If sum of the first 21 terms of the series $$\log_{9^{1/2}} x + \log_{9^{1/3}} x + \log_{9^{1/4}} x + \ldots$$ where $$x > 0$$ is 504, then $$x$$ is equal to:

The general term of the series is $$\log_{9^{1/(k+1)}} x$$ for $$k = 1, 2, \ldots, 21$$.

Using the change of base formula, $$\log_{9^{1/(k+1)}} x = \frac{\log x}{\log 9^{1/(k+1)}} = \frac{\log x}{\frac{1}{k+1}\log 9} = (k+1)\log_9 x$$.

So the $$k$$-th term (for $$k = 1$$ to $$21$$) is $$(k+1)\log_9 x$$.

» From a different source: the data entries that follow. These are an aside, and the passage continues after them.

use std::collections::BTreeMap;

use serde::{Deserialize, Serialize};

use crate::models::record::RecordCategory;

/// Per-category daily target. `current` is recomputed from today's records,
/// never hand-edited.
#[derive(Debug, Clone, Serialize, Deserialize, PartialEq)]
#[serde(rename_all = "camelCase")]
pub struct Goal {
    pub category: RecordCategory,
    pub target: f64,
    pub unit: String,
    #[serde(default)]
    pub current: f64,
}

impl Goal {
    pub fn new(category: RecordCategory, target: f64, unit: impl Into<String>) -> Self {
        Self {
            category,
            target,
            unit: unit.into(),
            current: 0.0,
        }
    }

    /// Unclamped ratio; display layers may report over-achievement as >100%.
    pub fn achievement_percent(&self) -> f64 {
        if self.target > 0.0 {
            self.current / self.target * 100.0
        } else {
            0.0
        }
    }
}

/// Full goals map persisted to the user's aggregate document, keyed by the
/// category's collection name.
pub type GoalMap = BTreeMap<RecordCategory, Goal>;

The sum of the first 21 terms is: $$\log_9 x \cdot \sum_{k=1}^{21}(k+1) = \log_9 x \cdot (2 + 3 + 4 + \cdots + 22).$$

$$\sum_{k=2}^{22} k = \frac{22 \cdot 23}{2} - 1 = 253 - 1 = 252.$$

So $$252 \log_9 x = 504$$, giving $$\log_9 x = 2$$, hence $$x = 9^2 = 81$$.